Marie had the perfect life plan: she would satisfy her father’s ambition by graduating as one of the first female doctors in Europe, and she would satisfy her mother’s ambition by marrying a very suitable fiancé in a grandiose society ceremony. Only weeks away from completing the former, Marie is mere days away from achieving the latter. But her whole life is thrown into chaos when her fiancé dies, mysteriously returns, and then is shot and killed, and Marie risks her own reputation to save the life of the man falsely accused of the murder.
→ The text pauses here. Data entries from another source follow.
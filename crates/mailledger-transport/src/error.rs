//! Error types for the transport library.

use std::io;
use std::time::Duration;

use thiserror::Error;

use crate::encoding::Encoding;

/// Errors that can occur while connecting or writing.
///
/// Failures on the connect and read paths are not returned to a caller;
/// they travel as the detail of [`StatusEvent::ErrorOccurred`](crate::StatusEvent).
#[derive(Debug, Error)]
pub enum Error {
    /// I/O error during network operations.
    #[error("I/O error: {0}")]
    Io(#[from] io::Error),

    /// Invalid DNS name for TLS.
    #[error("Invalid DNS name: {0}")]
    InvalidDnsName(#[from] rustls::pki_types::InvalidDnsNameError),

    /// Connection attempt timed out.
    #[error("Connection timed out after {0:?}")]
    Timeout(Duration),

    /// `connect` was called outside of a Tokio runtime.
    #[error("No Tokio runtime available to drive the connection")]
    NoRuntime,

    /// Text could not be represented in the requested encoding.
    #[error("Cannot encode {character:?} at byte {position} as {encoding}")]
    Encoding {
        /// Target encoding.
        encoding: Encoding,
        /// First character that could not be encoded.
        character: char,
        /// Byte offset of that character in the source text.
        position: usize,
    },

    /// The write buffer could not be handed over to the transport.
    #[error("Write buffer could not be handed to the transport")]
    BufferAccess,

    /// The transport reported a hard error while writing.
    #[error("Transport write failed: {0}")]
    TransportWrite(#[source] io::Error),
}

impl Error {
    /// Returns the underlying I/O error, if this error carries one.
    #[must_use]
    pub const fn io_error(&self) -> Option<&io::Error> {
        match self {
            Self::Io(e) | Self::TransportWrite(e) => Some(e),
            _ => None,
        }
    }
}

/// Result type alias using our Error type.
pub type Result<T> = std::result::Result<T, Error>;
//! Outbound write queue with readiness-latched flow control.
//!
//! Buffers submitted while the output channel cannot take them wait here in
//! submission order. Each write-readiness signal releases exactly one head
//! buffer. A readiness signal that finds the queue empty is remembered in the
//! latch so the next submission can skip the queue.

use std::collections::VecDeque;

use bytes::Bytes;

/// Where a submitted buffer went.
#[derive(Debug, PartialEq, Eq)]
pub(crate) enum Submission {
    /// Latch consumed; the caller must hand the buffer to the transport now.
    Direct(Bytes),
    /// Appended to the tail of the queue.
    Queued,
}

/// FIFO of pending writes plus the readiness latch.
#[derive(Debug, Default)]
pub(crate) struct WriteQueue {
    pending: VecDeque<Bytes>,
    ready: bool,
}

impl WriteQueue {
    /// Submits a buffer. `open` says whether the output channel is open and
    /// present.
    pub(crate) fn submit(&mut self, data: Bytes, open: bool) -> Submission {
        if open && self.ready {
            self.ready = false;
            Submission::Direct(data)
        } else {
            self.pending.push_back(data);
            Submission::Queued
        }
    }

    /// Handles one write-readiness signal.
    ///
    /// Returns the head buffer to write, or `None` after setting the latch
    /// when nothing is pending.
    pub(crate) fn on_writable(&mut self) -> Option<Bytes> {
        let head = self.pending.pop_front();
        if head.is_none() {
            self.ready = true;
        }
        head
    }

    /// Re-arms the latch after a direct write could not be handed over.
    pub(crate) const fn restore_latch(&mut self) {
        self.ready = true;
    }

    /// Puts back a buffer the transport accepted zero bytes of.
    ///
    /// It goes to the tail, so ordering is kept only if nothing else was
    /// queued in the meantime.
    pub(crate) fn requeue(&mut self, data: Bytes) {
        self.pending.push_back(data);
    }

    /// Puts back the unwritten remainder of a partial write at the head.
    pub(crate) fn requeue_front(&mut self, remainder: Bytes) {
        self.pending.push_front(remainder);
    }

    /// Drops every pending buffer and the latch. Returns how many buffers
    /// were discarded.
    pub(crate) fn discard(&mut self) -> usize {
        let dropped = self.pending.len();
        self.pending.clear();
        self.ready = false;
        dropped
    }

    pub(crate) fn len(&self) -> usize {
        self.pending.len()
    }

    #[cfg(test)]
    pub(crate) const fn is_ready(&self) -> bool {
        self.ready
    }
}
Gordon, Lord Stanmore, finally tracks down the conman who stole from his estate, only to find himself embroiled in a murder plot. The woman he rescues offers to rescue him in return, by marrying him and providing an alibi. Gordon’s ready agreement to the scheme grows the more time he spends with his new wife. Her wit, her intelligence, her calm, her charm: Gordon finds himself more and more enchanted with this woman he met by mistake. But as the clues to the identity of the murderer start to align with the clues to the thief, they reveal a more elaborate scheme than he could have imagined, and though he might desire Marie, Gordon is unsure if he can trust her.
As their chase leads them out of Amsterdam and into the UK, both Gordon and Marie must adjust to the life that has been thrust upon them and decide if marriage came first, can love come after?